The narrator is Hermes, the God of communication, who comments on the characters and takes pity on them while his Dad, Zeus,is pursuing the beautiful and sexy broad, aptly called Helen, making a fool of himself and of her . The tragic aspect of the tale is thus craftily hidden and Banville tells one long day in the life of the family of Adam Godley, a famed scientist who invented an awesome theory of Infinities at one time. Old Adam is dying and lies in state in the" Sky room "of his dilapidated country house , in a gloomy obscurity ; the reader is made to listen to all the interior monologues of every family member , including the dying patriarch. Virginia Woolf's splendid " Mrs Dalloway" comes to mind immediately with its subtle psychology and variegated style of many strata comprising dreams, projections, reminiscences,fears , caustic self mockery, even schizoid fantasies .Banville uses the same wonderful technique successfully here , but his book is not solar as Woolf's is .his characters are suffering and are unhappy except the housekeeper and her aged lover; there is no happy and royal Mrs Dalloway here to console us and bring the novel to an apotheosis . Hermes feels righfully sorry for us , poor mortals.

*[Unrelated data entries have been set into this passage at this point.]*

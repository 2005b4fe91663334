//! HTTP-level tests for token validation, role gates, and scope checks.
//!
//! Every test here exercises a rejection path that is decided before any
//! database query runs, so no live PostgreSQL is needed. Tokens are minted
//! locally with the shared test secret, standing in for the identity
//! provider.

mod common;

use axum::body::Body;
use axum::http::header::AUTHORIZATION;
use axum::http::{Method, Request, StatusCode};
use common::{
    body_json, get, get_auth, mint_token, mint_token_with_exp, post_json, post_json_auth,
};
use teampulse_core::roles::{ROLE_ADMIN, ROLE_PLAYER, ROLE_STAFF};
use tower::ServiceExt;

// ---------------------------------------------------------------------------
// Token validation
// ---------------------------------------------------------------------------

/// A protected route without any Authorization header returns 401.
#[tokio::test]
async fn missing_token_returns_401() {
    let app = common::build_test_app();
    let response = get(app, "/api/v1/alerts").await;

    assert_eq!(response.status(), StatusCode::UNAUTHORIZED);
    let json = body_json(response).await;
    assert_eq!(json["code"], "UNAUTHORIZED");
    assert_eq!(json["error"], "Missing Authorization header");
}

/// An Authorization header without the Bearer scheme returns 401.
#[tokio::test]
async fn non_bearer_authorization_returns_401() {
    let app = common::build_test_app();
    let request = Request::builder()
        .method(Method::GET)
        .uri("/api/v1/alerts")
        .header(AUTHORIZATION, "Basic dXNlcjpwYXNz")
        .body(Body::empty())
        .unwrap();

    let response = app.oneshot(request).await.unwrap();

    assert_eq!(response.status(), StatusCode::UNAUTHORIZED);
    let json = body_json(response).await;
    assert_eq!(
        json["error"],
        "Invalid Authorization format. Expected: Bearer <token>"
    );
}

/// A syntactically broken token returns 401.
#[tokio::test]
async fn garbage_token_returns_401() {
    let app = common::build_test_app();
    let response = get_auth(app, "/api/v1/alerts", "not-a-jwt").await;

    assert_eq!(response.status(), StatusCode::UNAUTHORIZED);
    let json = body_json(response).await;
    assert_eq!(json["error"], "Invalid or expired token");
}

/// An expired token returns 401 even though the signature is valid.
#[tokio::test]
async fn expired_token_returns_401() {
    let app = common::build_test_app();
    // Expired well beyond the validator's 60-second leeway.
    let token = mint_token_with_exp(1, ROLE_STAFF, -300);
    let response = get_auth(app, "/api/v1/alerts", &token).await;

    assert_eq!(response.status(), StatusCode::UNAUTHORIZED);
    let json = body_json(response).await;
    assert_eq!(json["error"], "Invalid or expired token");
}

// ---------------------------------------------------------------------------
// Role gates
// ---------------------------------------------------------------------------

/// Admin tooling rejects non-admin roles with 403.
#[tokio::test]
async fn staff_cannot_reach_admin_routes() {
    let app = common::build_test_app();
    let token = mint_token(7, ROLE_STAFF);
    let response = get_auth(app, "/api/v1/admin/jobs/locks", &token).await;

    assert_eq!(response.status(), StatusCode::FORBIDDEN);
    let json = body_json(response).await;
    assert_eq!(json["code"], "FORBIDDEN");
    assert_eq!(json["error"], "Admin role required");
}

/// Check-in submission is for players; staff get 403.
#[tokio::test]
async fn staff_cannot_submit_checkins() {
    let app = common::build_test_app();
    let token = mint_token(7, ROLE_STAFF);
    let body = serde_json::json!({ "mood": 4 });
    let response = post_json_auth(app, "/api/v1/checkins", body, &token).await;

    assert_eq!(response.status(), StatusCode::FORBIDDEN);
    let json = body_json(response).await;
    assert_eq!(json["error"], "Player role required");
}

/// Admins have no alert feed of their own; the listing requires a
/// team or club scope.
#[tokio::test]
async fn admin_has_no_alert_listing_scope() {
    let app = common::build_test_app();
    let token = mint_token(1, ROLE_ADMIN);
    let response = get_auth(app, "/api/v1/alerts", &token).await;

    assert_eq!(response.status(), StatusCode::FORBIDDEN);
    let json = body_json(response).await;
    assert_eq!(
        json["error"],
        "Only staff and club responsibles have an alert scope"
    );
}

// ---------------------------------------------------------------------------
// Scope checks
// ---------------------------------------------------------------------------

/// Players cannot read team staff feeds.
#[tokio::test]
async fn player_cannot_read_staff_updates() {
    let app = common::build_test_app();
    let token = mint_token(12, ROLE_PLAYER);
    let response = get_auth(app, "/api/v1/teams/7/staff-updates", &token).await;

    assert_eq!(response.status(), StatusCode::FORBIDDEN);
    let json = body_json(response).await;
    assert_eq!(json["error"], "Team data is outside your scope");
}

/// Players cannot read club feeds.
#[tokio::test]
async fn player_cannot_read_club_updates() {
    let app = common::build_test_app();
    let token = mint_token(12, ROLE_PLAYER);
    let response = get_auth(app, "/api/v1/clubs/3/updates", &token).await;

    assert_eq!(response.status(), StatusCode::FORBIDDEN);
    let json = body_json(response).await;
    assert_eq!(json["error"], "Club data is outside your scope");
}

// ---------------------------------------------------------------------------
// Request validation
// ---------------------------------------------------------------------------

/// A malformed week key is rejected before the summary lookup.
#[tokio::test]
async fn malformed_week_key_returns_400() {
    let app = common::build_test_app();
    let token = mint_token(1, ROLE_ADMIN);
    let response = get_auth(app, "/api/v1/teams/7/summaries/october", &token).await;

    assert_eq!(response.status(), StatusCode::BAD_REQUEST);
    let json = body_json(response).await;
    assert_eq!(json["code"], "VALIDATION_ERROR");
    assert_eq!(
        json["error"],
        "'october' is not a valid week key (expected weekly-YYYY-WW)"
    );
}

/// Ratings outside the 1-5 scale are rejected with the field name.
#[tokio::test]
async fn out_of_scale_rating_returns_400() {
    let app = common::build_test_app();
    let token = mint_token(12, ROLE_PLAYER);
    let body = serde_json::json!({ "mood": 0 });
    let response = post_json_auth(app, "/api/v1/checkins", body, &token).await;

    assert_eq!(response.status(), StatusCode::BAD_REQUEST);
    let json = body_json(response).await;
    assert_eq!(json["code"], "VALIDATION_ERROR");
    assert_eq!(json["error"], "mood must be between 1 and 5");
}

/// A check-in pinned to a date other than today is rejected.
#[tokio::test]
async fn stale_score_date_returns_400() {
    let app = common::build_test_app();
    let token = mint_token(12, ROLE_PLAYER);
    let body = serde_json::json!({ "mood": 4, "score_date": "2020-01-01" });
    let response = post_json_auth(app, "/api/v1/checkins", body, &token).await;

    assert_eq!(response.status(), StatusCode::BAD_REQUEST);
    let json = body_json(response).await;
    assert_eq!(json["code"], "VALIDATION_ERROR");
    let message = json["error"].as_str().unwrap_or("");
    assert!(
        message.starts_with("score_date must be today"),
        "unexpected message: {message}"
    );
}

/// Users cannot register device tokens on someone else's account.
#[tokio::test]
async fn device_token_registration_is_self_only() {
    let app = common::build_test_app();
    let token = mint_token(12, ROLE_PLAYER);
    let body = serde_json::json!({ "token": "device-abc" });
    let response = post_json_auth(app, "/api/v1/users/99/device-tokens", body, &token).await;

    assert_eq!(response.status(), StatusCode::FORBIDDEN);
    let json = body_json(response).await;
    assert_eq!(json["error"], "Cannot register device tokens for another user");
}

/// A blank device token is rejected.
#[tokio::test]
async fn empty_device_token_returns_400() {
    let app = common::build_test_app();
    let token = mint_token(12, ROLE_PLAYER);
    let body = serde_json::json!({ "token": "   " });
    let response = post_json_auth(app, "/api/v1/users/12/device-tokens", body, &token).await;

    assert_eq!(response.status(), StatusCode::BAD_REQUEST);
    let json = body_json(response).await;
    assert_eq!(json["error"], "token must not be empty");
}

// ---------------------------------------------------------------------------
// Environment gate
// ---------------------------------------------------------------------------

/// Destructive cleanup routes refuse to run in production, even for admins.
#[tokio::test]
async fn cleanup_routes_are_disabled_in_production() {
    let mut config = common::test_config();
    config.environment = "production".to_string();
    let app = common::build_test_app_with_config(config);

    let token = mint_token(1, ROLE_ADMIN);
    let response = post_json_auth(
        app,
        "/api/v1/admin/cleanup/alerts",
        serde_json::json!({}),
        &token,
    )
    .await;

    assert_eq!(response.status(), StatusCode::FORBIDDEN);
    let json = body_json(response).await;
    assert_eq!(json["error"], "Cleanup endpoints are disabled in production");
}

/// An unauthenticated POST is rejected before the body is considered.
#[tokio::test]
async fn checkin_without_token_returns_401() {
    let app = common::build_test_app();
    let body = serde_json::json!({ "mood": 4 });
    let response = post_json(app, "/api/v1/checkins", body).await;

    assert_eq!(response.status(), StatusCode::UNAUTHORIZED);
}
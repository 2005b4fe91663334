//! Weekly team summary model.

use serde::Serialize;
use sqlx::FromRow;
use teampulse_core::types::{DbId, Timestamp};
use ts_rs::TS;

/// A row from the `team_summaries` table.
///
/// Averages are `None` when no player rated that field during the run.
/// `common_topics` is a JSON array of lowercased topic words.
#[derive(Debug, Clone, FromRow, Serialize, TS)]
#[ts(export)]
pub struct TeamSummary {
    pub id: DbId,
    pub team_id: DbId,
    pub week_key: String,
    pub average_mood: Option<f64>,
    pub average_stress: Option<f64>,
    pub average_sleep: Option<f64>,
    pub average_motivation: Option<f64>,
    pub average_energy: Option<f64>,
    pub injury_count: i32,
    pub common_topics: serde_json::Value,
    pub player_count: i32,
    pub generated_at: Timestamp,
}
//! Insight update categories per scope.
//!
//! Every generated insight carries exactly one category tag from the
//! closed set for its scope. The insight client rejects model responses
//! whose category falls outside the scope's set, so feed rows never
//! contain free-form tags.

/// Categories allowed on a team-scope staff update.
pub const TEAM_CATEGORIES: &[&str] = &["Team Performance", "Player Wellness", "Injury Risk"];

/// Categories allowed on a club-scope update.
pub const CLUB_CATEGORIES: &[&str] = &["Club Trends", "Team Comparison", "Resource Suggestion"];

/// Categories allowed on a player-scope update.
pub const PLAYER_CATEGORIES: &[&str] = &["Sleep", "Nutrition", "Motivation", "Stress", "Wellness"];

/// The scope an insight was generated for.
#[derive(Debug, Clone, Copy, PartialEq, Eq)]
pub enum InsightScope {
    Team,
    Club,
    Player,
}

impl InsightScope {
    /// The closed category set for this scope.
    pub fn categories(self) -> &'static [&'static str] {
        match self {
            Self::Team => TEAM_CATEGORIES,
            Self::Club => CLUB_CATEGORIES,
            Self::Player => PLAYER_CATEGORIES,
        }
    }

    /// Canonicalize a model-returned category against this scope's set.
    ///
    /// Matching is case-insensitive; the canonical label is returned so
    /// the database only ever sees one spelling.
    pub fn canonical_category(self, value: &str) -> Option<&'static str> {
        let wanted = value.trim();
        self.categories()
            .iter()
            .find(|c| c.eq_ignore_ascii_case(wanted))
            .copied()
    }
}

#[cfg(test)]
mod tests {
    use super::*;

    #[test]
    fn exact_category_is_accepted() {
        assert_eq!(
            InsightScope::Team.canonical_category("Injury Risk"),
            Some("Injury Risk")
        );
    }

    #[test]
    fn matching_is_case_insensitive_and_trims() {
        assert_eq!(
            InsightScope::Player.canonical_category("  sleep "),
            Some("Sleep")
        );
        assert_eq!(
            InsightScope::Club.canonical_category("club trends"),
            Some("Club Trends")
        );
    }

    #[test]
    fn category_from_another_scope_is_rejected() {
        assert_eq!(InsightScope::Team.canonical_category("Sleep"), None);
        assert_eq!(InsightScope::Player.canonical_category("Club Trends"), None);
    }

    #[test]
    fn unknown_category_is_rejected() {
        assert_eq!(InsightScope::Team.canonical_category("Vibes"), None);
    }
}
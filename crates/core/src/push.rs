//! Push-message domain type.
//!
//! A [`PushMessage`] describes what the user should see and where a tap
//! should take them. The wire payload (provider field names, webpush
//! options) is assembled by the push crate; job code only builds these.

use serde::Serialize;

use crate::types::DbId;

/// Machine-readable message kind carried in the payload's data map so
/// the web client can route taps without parsing the title.
#[derive(Debug, Clone, Copy, PartialEq, Eq, Serialize)]
#[serde(rename_all = "lowercase")]
pub enum PushKind {
    /// A staff alert notification.
    Alert,
    /// A daily check-in reminder.
    Reminder,
    /// A new generated insight update.
    Update,
}

impl PushKind {
    pub fn as_str(self) -> &'static str {
        match self {
            Self::Alert => "alert",
            Self::Reminder => "reminder",
            Self::Update => "update",
        }
    }
}

/// One notification as the user sees it.
///
/// Built with [`PushMessage::new`] and enriched with the builder methods,
/// mirroring how events are constructed elsewhere in the workspace.
#[derive(Debug, Clone, PartialEq)]
pub struct PushMessage {
    pub title: String,
    pub body: String,
    /// In-app link opened when the notification is tapped.
    pub link: String,
    pub kind: Option<PushKind>,
    /// Set for alert pushes so the client can deep-link the alert view.
    pub alert_id: Option<DbId>,
}

impl PushMessage {
    /// Create a message with the required title, body, and tap link.
    pub fn new(title: impl Into<String>, body: impl Into<String>, link: impl Into<String>) -> Self {
        Self {
            title: title.into(),
            body: body.into(),
            link: link.into(),
            kind: None,
            alert_id: None,
        }
    }

    /// Tag the message with a machine-readable kind.
    pub fn with_kind(mut self, kind: PushKind) -> Self {
        self.kind = Some(kind);
        self
    }

    /// Attach the alert id for alert deep links.
    pub fn with_alert(mut self, alert_id: DbId) -> Self {
        self.alert_id = Some(alert_id);
        self
    }
}

#[cfg(test)]
mod tests {
    use super::*;

    #[test]
    fn builder_fills_optional_fields() {
        let msg = PushMessage::new("New alert", "A player needs attention", "/dashboard/alerts/7")
            .with_kind(PushKind::Alert)
            .with_alert(7);

        assert_eq!(msg.kind, Some(PushKind::Alert));
        assert_eq!(msg.alert_id, Some(7));
        assert_eq!(msg.link, "/dashboard/alerts/7");
    }

    #[test]
    fn bare_message_has_no_kind_or_alert() {
        let msg = PushMessage::new("t", "b", "/");
        assert_eq!(msg.kind, None);
        assert_eq!(msg.alert_id, None);
    }
}
use std::net::SocketAddr;
use std::sync::Arc;
use std::time::Duration;

use tracing_subscriber::{layer::SubscriberExt, util::SubscriberInitExt};

use teampulse_api::config::ServerConfig;
use teampulse_api::{router, state};
use teampulse_insights::{InsightsClient, InsightsConfig};
use teampulse_jobs::AlertNotifier;
use teampulse_push::{PushClient, PushConfig};

use state::AppState;

#[tokio::main]
async fn main() {
    dotenvy::dotenv().ok();

    // --- Tracing ---
    tracing_subscriber::registry()
        .with(
            tracing_subscriber::EnvFilter::try_from_default_env()
                .unwrap_or_else(|_| "teampulse_api=debug,tower_http=debug".into()),
        )
        .with(tracing_subscriber::fmt::layer())
        .init();

    // --- Configuration ---
    let config = ServerConfig::from_env();
    tracing::info!(host = %config.host, port = %config.port, env = %config.environment, "Loaded server configuration");

    // --- Database ---
    let database_url = std::env::var("DATABASE_URL").expect("DATABASE_URL must be set");

    let pool = teampulse_db::create_pool(&database_url)
        .await
        .expect("Failed to connect to database");
    tracing::info!("Database connection pool created");

    teampulse_db::health_check(&pool)
        .await
        .expect("Database health check failed");
    tracing::info!("Database health check passed");

    teampulse_db::run_migrations(&pool)
        .await
        .expect("Failed to run database migrations");
    tracing::info!("Database migrations applied");

    // --- External service clients ---
    let insights = Arc::new(InsightsClient::new(InsightsConfig::from_env()));
    let push = Arc::new(PushClient::new(PushConfig::from_env()));
    tracing::info!("Generation and push clients created");

    // --- Event bus ---
    let event_bus = Arc::new(teampulse_events::EventBus::default());

    // Spawn the alert notifier (pushes alert.created events to staff).
    let notifier = AlertNotifier::new(pool.clone(), Arc::clone(&push));
    let notifier_handle = tokio::spawn(notifier.run(event_bus.subscribe()));
    tracing::info!("Alert notifier started");

    // --- App state ---
    let state = AppState {
        pool,
        config: Arc::new(config.clone()),
        event_bus: Arc::clone(&event_bus),
        insights,
        push,
    };

    // --- Router ---
    let app = router::build(state);

    // --- Start server ---
    let addr = SocketAddr::new(
        config.host.parse().expect("Invalid HOST address"),
        config.port,
    );
    tracing::info!(%addr, "Starting server");

    let listener = tokio::net::TcpListener::bind(addr)
        .await
        .expect("Failed to bind to address");

    axum::serve(listener, app)
        .with_graceful_shutdown(shutdown_signal())
        .await
        .expect("Server error");

    // --- Post-shutdown cleanup ---
    tracing::info!("Server stopped accepting connections, cleaning up");

    // Drop the event bus sender to close the broadcast channel; the
    // notifier loop exits on Closed. The state's clone is already gone
    // because axum::serve has returned.
    drop(event_bus);
    let _ = tokio::time::timeout(Duration::from_secs(5), notifier_handle).await;
    tracing::info!("Alert notifier stopped");

    tracing::info!("Graceful shutdown complete");
}

/// Wait for a termination signal to initiate graceful shutdown.
///
/// Handles both SIGINT (Ctrl-C) and SIGTERM (on Unix) so the server
/// shuts down cleanly whether stopped interactively or by a process
/// manager (e.g. systemd, Docker, Kubernetes).
async fn shutdown_signal() {
    let ctrl_c = async {
        tokio::signal::ctrl_c()
            .await
            .expect("Failed to install Ctrl-C handler");
    };

    #[cfg(unix)]
    let terminate = async {
        tokio::signal::unix::signal(tokio::signal::unix::SignalKind::terminate())
            .expect("Failed to install SIGTERM handler")
            .recv()
            .await;
    };

    #[cfg(not(unix))]
    let terminate = std::future::pending::<()>();

    tokio::select! {
        () = ctrl_c => {
            tracing::info!("Received SIGINT (Ctrl-C), starting graceful shutdown");
        }
        () = terminate => {
            tracing::info!("Received SIGTERM, starting graceful shutdown");
        }
    }
}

The mental patient in the family, Petra , the daughter of the hero is self destructive and destined to die early, his wife is an elf, the son is an oaf, the daughter in law an obnoxious seductress,the guests are a vain pseudo journalist and a fraudulent financial advisor.. even the great Tolstoyan patriarch himself is a pathetic has been. Yet, the tale is fascinating, full of human foibles and great moments of poetic truths which make this day memorable.The surveying gods are much less interesting than humans because they lack these mortal failings : the capacity to suffer and also to die. We see with Hermes that death is viewed as an advantage , since it ends the dreadful comedy finally ,a but our life is neither boring nor monotonous as the God's routine is. Poor Gods, and poor humans ; thank God for good writers.
This is an excellent novel with an unexpected end: the dying man comes back to consciousness and is brought forth in front of an open window, looking on the lovely sunny countryside.